I'm looking to carpet my tank with Pygmy Chain Sword but I'm wondering how many it would really take, I have the lighting (almost 800 watts worth but I'm only going with 400) but how much would that run really? I'm still not sure what I'm setting the tank up with (what kind of fish). I also have a few nice peaces of drift wood and rock work that I'm throwing in there. I also have another light strip that I will be running with about 50 w to get the 3w p gallon (almost forgot to put that in)


----------



## maknwar (Jul 16, 2007)

I just planted my 75 gallon with some Echinodorus tenellus 'micro'. Seems to be spreading quite quickly but I do have 3wpg and co2. I used about 20-30 nodes for my tank. You wouldnt need more than 50.

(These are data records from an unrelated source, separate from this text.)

//! Stack discovery
//!
//! A stack is any directory below the root folder that directly contains a
//! `docker-compose.yaml`. Stacks are found fresh on every run.

use std::{
    fs,
    path::{Path, PathBuf},
};

use anyhow::{Context, Result};
use colored::Colorize;
use tracing::{debug, warn};
use walkdir::WalkDir;

use crate::config::COMPOSE_FILE;

#[derive(Debug, Clone, PartialEq, Eq)]
pub struct Stack {
    path: PathBuf,
}

impl Stack {
    pub fn new(path: impl Into<PathBuf>) -> Self {
        Self { path: path.into() }
    }

    pub fn path(&self) -> &Path {
        &self.path
    }

    /// Base name of the directory, shown in the selection menu
    pub fn name(&self) -> String {
        self.path
            .file_name()
            .map(|n| n.to_string_lossy().to_string())
            .unwrap_or_else(|| self.path.to_string_lossy().to_string())
    }

    /// Path handed to the orchestration tool with `-f`
    pub fn compose_file(&self) -> PathBuf {
        self.path.join(COMPOSE_FILE)
    }
}

/// List the stacks under `root`, in lexical depth-first order.
///
/// An unreadable root is reported and yields no stacks.
pub fn discover(root: &Path) -> Vec<Stack> {
    match scan(root) {
        Ok(stacks) => stacks,
        Err(e) => {
            println!("{} Error listing stacks: {:#}", "⚠".yellow(), e);
            Vec::new()
        }
    }
}

fn scan(root: &Path) -> Result<Vec<Stack>> {
    fs::read_dir(root).context(format!("Failed to read stack folder {:?}", root))?;

    let mut stacks = Vec::new();

    let walker = WalkDir::new(root)
        .min_depth(1)
        .follow_links(false)
        .sort_by_file_name();

    for entry in walker {
        let entry = match entry {
            Ok(entry) => entry,
            Err(e) => {
                warn!("Skipping unreadable entry: {}", e);
                continue;
            }
        };

        if !entry.file_type().is_dir() {
            continue;
        }

        if entry.path().join(COMPOSE_FILE).exists() {
            debug!("Found stack at {:?}", entry.path());
            stacks.push(Stack::new(entry.into_path()));
        }
    }

    Ok(stacks)
}

#[cfg(test)]
mod tests {
    use std::fs;

    use tempfile::TempDir;

    use super::*;

    fn touch_compose(dir: &Path) {
        fs::create_dir_all(dir).unwrap();
        fs::write(dir.join(COMPOSE_FILE), "services: {}\n").unwrap();
    }

    #[test]
    fn test_discover_returns_only_matching_dirs() {
        let tmp = TempDir::new().unwrap();
        let root = tmp.path().join("stack");
        touch_compose(&root.join("api"));
        touch_compose(&root.join("db"));
        touch_compose(&root.join("web"));
        fs::create_dir_all(root.join("notes")).unwrap();
        fs::write(root.join("notes/README.md"), "nothing here").unwrap();

        let stacks = discover(&root);

        assert_eq!(
            stacks,
            vec![
                Stack::new(root.join("api")),
                Stack::new(root.join("db")),
                Stack::new(root.join("web")),
            ]
        );
    }

    #[test]
    fn test_discover_never_returns_root() {
        let tmp = TempDir::new().unwrap();
        let root = tmp.path().join("stack");
        touch_compose(&root);
        touch_compose(&root.join("web"));

        let stacks = discover(&root);

        assert_eq!(stacks, vec![Stack::new(root.join("web"))]);
    }

    #[test]
    fn test_discover_missing_root_is_empty() {
        let tmp = TempDir::new().unwrap();

        let stacks = discover(&tmp.path().join("does-not-exist"));

        assert!(stacks.is_empty());
    }

    #[test]
    fn test_discover_root_that_is_a_file_is_empty() {
        let tmp = TempDir::new().unwrap();
        let file = tmp.path().join("stack");
        fs::write(&file, "").unwrap();

        assert!(discover(&file).is_empty());
    }

    #[test]
    fn test_discover_web_and_empty() {
        let tmp = TempDir::new().unwrap();
        let root = tmp.path().join("stack");
        touch_compose(&root.join("web"));
        fs::create_dir_all(root.join("empty")).unwrap();

        let stacks = discover(&root);

        assert_eq!(stacks.len(), 1);
        assert_eq!(stacks[0].path(), root.join("web"));
        assert_eq!(stacks[0].name(), "web");
    }

    #[test]
    fn test_discover_nested_stacks_parent_first() {
        let tmp = TempDir::new().unwrap();
        let root = tmp.path().join("stack");
        touch_compose(&root.join("group"));
        touch_compose(&root.join("group/inner"));
        touch_compose(&root.join("other/deep"));

        let names: Vec<String> = discover(&root).iter().map(Stack::name).collect();

        assert_eq!(names, vec!["group", "inner", "deep"]);
    }

    #[test]
    fn test_compose_yml_is_not_recognized() {
        let tmp = TempDir::new().unwrap();
        let root = tmp.path().join("stack");
        fs::create_dir_all(root.join("legacy")).unwrap();
        fs::write(root.join("legacy/docker-compose.yml"), "").unwrap();

        assert!(discover(&root).is_empty());
    }

    #[cfg(unix)]
    #[test]
    fn test_symlinked_dirs_are_not_followed() {
        let tmp = TempDir::new().unwrap();
        let root = tmp.path().join("stack");
        let outside = tmp.path().join("outside");
        touch_compose(&outside);
        fs::create_dir_all(&root).unwrap();
        std::os::unix::fs::symlink(&outside, root.join("link")).unwrap();

        assert!(discover(&root).is_empty());
    }

    #[cfg(unix)]
    #[test]
    fn test_unreadable_subdir_is_skipped() {
        use std::os::unix::fs::PermissionsExt;

        let tmp = TempDir::new().unwrap();
        let root = tmp.path().join("stack");
        touch_compose(&root.join("locked"));
        touch_compose(&root.join("web"));

        let locked = root.join("locked");
        fs::set_permissions(&locked, fs::Permissions::from_mode(0o000)).unwrap();

        // Permission bits don't apply to root
        if fs::read_dir(&locked).is_ok() {
            fs::set_permissions(&locked, fs::Permissions::from_mode(0o755)).unwrap();
            return;
        }

        let stacks = discover(&root);
        fs::set_permissions(&locked, fs::Permissions::from_mode(0o755)).unwrap();

        assert_eq!(stacks, vec![Stack::new(root.join("web"))]);
    }

    #[test]
    fn test_compose_file_path() {
        let stack = Stack::new("stack/web");
        assert_eq!(stack.compose_file(), PathBuf::from("stack/web/docker-compose.yaml"));
    }
}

check out the link in my sig for sweetaquatics. They sell it for $1 a pot but you wouldnt probably need more than 15 of those. You could just split the plants up and plant separately.


----------



## Avatar~God (Oct 21, 2004)

maknwar said:


> I just planted my 75 gallon with some Echinodorus tenellus 'micro'. Seems to be spreading quite quickly but I do have 3wpg and co2. I used about 20-30 nodes for my tank. You wouldnt need more than 50.
> 
> check out the link in my sig for sweetaquatics. They sell it for $1 a pot but you wouldnt probably need more than 15 of those. You could just split the plants up and plant separately.


Thanks for that site, how tall does it get do you know?


----------



## DiPpY eGgS (Mar 6, 2005)

no taller than 6" if you get the right strain.


----------